_Work to be completed_.
Copy out every line of the data that follows, exactly.

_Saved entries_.
+ + +

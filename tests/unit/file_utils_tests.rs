/*!
 * Tests for file utility functions
 */

use anyhow::Result;
use sqlshift::file_utils::FileManager;
use crate::common;

/// Test that file_exists returns true for existing files
#[test]
fn test_file_exists_withExistingFile_shouldReturnTrue() -> Result<()> {
    let temp_dir = common::create_temp_dir()?;
    let test_file = common::create_test_file(temp_dir.path(), "exists.sql", "SELECT 1;")?;

    assert!(FileManager::file_exists(&test_file));
    assert!(!FileManager::file_exists(temp_dir.path()));

    Ok(())
}

/// Test that find_files searches recursively and sorts the result
#[test]
fn test_find_files_withNestedDirs_shouldFindSortedSqlFiles() -> Result<()> {
    let temp_dir = common::create_temp_dir()?;
    common::create_test_file(temp_dir.path(), "b.sql", "SELECT 2;")?;
    common::create_test_file(temp_dir.path(), "nested/a.SQL", "SELECT 1;")?;
    common::create_test_file(temp_dir.path(), "notes.txt", "not sql")?;

    let files = FileManager::find_files(temp_dir.path(), ".sql")?;

    assert_eq!(files.len(), 2);
    assert!(files[0].ends_with("b.sql"));
    assert!(files[1].ends_with("nested/a.SQL"));

    Ok(())
}

/// Test that load_scripts names scripts after their base name
#[test]
fn test_load_scripts_withFileAndDir_shouldUseBaseNames() -> Result<()> {
    let temp_dir = common::create_temp_dir()?;
    let single = common::create_test_procedure(temp_dir.path(), "single/load_orders.sql")?;
    common::create_test_file(temp_dir.path(), "batch/one.sql", "SELECT 1;")?;

    let scripts = FileManager::load_scripts(&[single, temp_dir.path().join("batch")])?;

    let names: Vec<&str> = scripts.iter().map(|s| s.name.as_str()).collect();
    assert_eq!(names, vec!["load_orders.sql", "one.sql"]);
    assert!(scripts[0].body.contains("CREATE PROCEDURE dbo.LoadOrders"));

    Ok(())
}

/// Test that two files with the same base name are rejected
#[test]
fn test_load_scripts_withDuplicateNames_shouldFail() -> Result<()> {
    let temp_dir = common::create_temp_dir()?;
    common::create_test_file(temp_dir.path(), "a/proc.sql", "SELECT 1;")?;
    common::create_test_file(temp_dir.path(), "b/proc.sql", "SELECT 2;")?;

    let result = FileManager::load_scripts(&[temp_dir.path().to_path_buf()]);

    let message = result.unwrap_err().to_string();
    assert!(message.contains("Duplicate script name proc.sql"));

    Ok(())
}

/// Test that a file that is not UTF-8 is a load error naming the file
#[test]
fn test_load_script_withInvalidUtf8_shouldNameTheFile() -> Result<()> {
    let temp_dir = common::create_temp_dir()?;
    let path = temp_dir.path().join("latin1.sql");
    std::fs::write(&path, [0x53, 0x45, 0x4c, 0xe9, 0xff])?;

    let message = FileManager::load_script(&path).unwrap_err().to_string();
    assert!(message.contains("latin1.sql is not valid UTF-8"));

    Ok(())
}

/// Test that a missing input path is reported
#[test]
fn test_collect_sql_files_withMissingPath_shouldFail() {
    let result = FileManager::collect_sql_files(&["./non_existent_directory_12345".into()]);
    assert!(result.is_err());
}

/// Test that write_bytes creates the parent directory
#[test]
fn test_write_bytes_withMissingParent_shouldCreateIt() -> Result<()> {
    let temp_dir = common::create_temp_dir()?;
    let path = temp_dir.path().join("out").join("archive.zip");

    FileManager::write_bytes(&path, b"PK")?;

    assert_eq!(std::fs::read(&path)?, b"PK");
    Ok(())
}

+ + +

_Response_.
filename tests/unit/file_utils_tests.rs
/*!
 * Tests for file utility functions
 */

use anyhow::Result;
use sqlshift::file_utils::FileManager;
use crate::common;

/// Test that file_exists returns true for existing files
#[test]
fn test_file_exists_withExistingFile_shouldReturnTrue() -> Result<()> {
    let temp_dir = common::create_temp_dir()?;
    let test_file = common::create_test_file(temp_dir.path(), "exists.sql", "SELECT 1;")?;

    assert!(FileManager::file_exists(&test_file));
    assert!(!FileManager::file_exists(temp_dir.path()));

    Ok(())
}

/// Test that find_files searches recursively and sorts the result
#[test]
fn test_find_files_withNestedDirs_shouldFindSortedSqlFiles() -> Result<()> {
    let temp_dir = common::create_temp_dir()?;
    common::create_test_file(temp_dir.path(), "b.sql", "SELECT 2;")?;
    common::create_test_file(temp_dir.path(), "nested/a.SQL", "SELECT 1;")?;
    common::create_test_file(temp_dir.path(), "notes.txt", "not sql")?;

    let files = FileManager::find_files(temp_dir.path(), ".sql")?;

    assert_eq!(files.len(), 2);
    assert!(files[0].ends_with("b.sql"));
    assert!(files[1].ends_with("nested/a.SQL"));

    Ok(())
}

/// Test that load_scripts names scripts after their base name
#[test]
fn test_load_scripts_withFileAndDir_shouldUseBaseNames() -> Result<()> {
    let temp_dir = common::create_temp_dir()?;
    let single = common::create_test_procedure(temp_dir.path(), "single/load_orders.sql")?;
    common::create_test_file(temp_dir.path(), "batch/one.sql", "SELECT 1;")?;

    let scripts = FileManager::load_scripts(&[single, temp_dir.path().join("batch")])?;

    let names: Vec<&str> = scripts.iter().map(|s| s.name.as_str()).collect();
    assert_eq!(names, vec!["load_orders.sql", "one.sql"]);
    assert!(scripts[0].body.contains("CREATE PROCEDURE dbo.LoadOrders"));

    Ok(())
}

/// Test that two files with the same base name are rejected
#[test]
fn test_load_scripts_withDuplicateNames_shouldFail() -> Result<()> {
    let temp_dir = common::create_temp_dir()?;
    common::create_test_file(temp_dir.path(), "a/proc.sql", "SELECT 1;")?;
    common::create_test_file(temp_dir.path(), "b/proc.sql", "SELECT 2;")?;

    let result = FileManager::load_scripts(&[temp_dir.path().to_path_buf()]);

    let message = result.unwrap_err().to_string();
    assert!(message.contains("Duplicate script name proc.sql"));

    Ok(())
}

/// Test that a file that is not UTF-8 is a load error naming the file
#[test]
fn test_load_script_withInvalidUtf8_shouldNameTheFile() -> Result<()> {
    let temp_dir = common::create_temp_dir()?;
    let path = temp_dir.path().join("latin1.sql");
    std::fs::write(&path, [0x53, 0x45, 0x4c, 0xe9, 0xff])?;

    let message = FileManager::load_script(&path).unwrap_err().to_string();
    assert!(message.contains("latin1.sql is not valid UTF-8"));

    Ok(())
}

/// Test that a missing input path is reported
#[test]
fn test_collect_sql_files_withMissingPath_shouldFail() {
    let result = FileManager::collect_sql_files(&["./non_existent_directory_12345".into()]);
    assert!(result.is_err());
}

/// Test that write_bytes creates the parent directory
#[test]
fn test_write_bytes_withMissingParent_shouldCreateIt() -> Result<()> {
    let temp_dir = common::create_temp_dir()?;
    let path = temp_dir.path().join("out").join("archive.zip");

    FileManager::write_bytes(&path, b"PK")?;

    assert_eq!(std::fs::read(&path)?, b"PK");
    Ok(())
}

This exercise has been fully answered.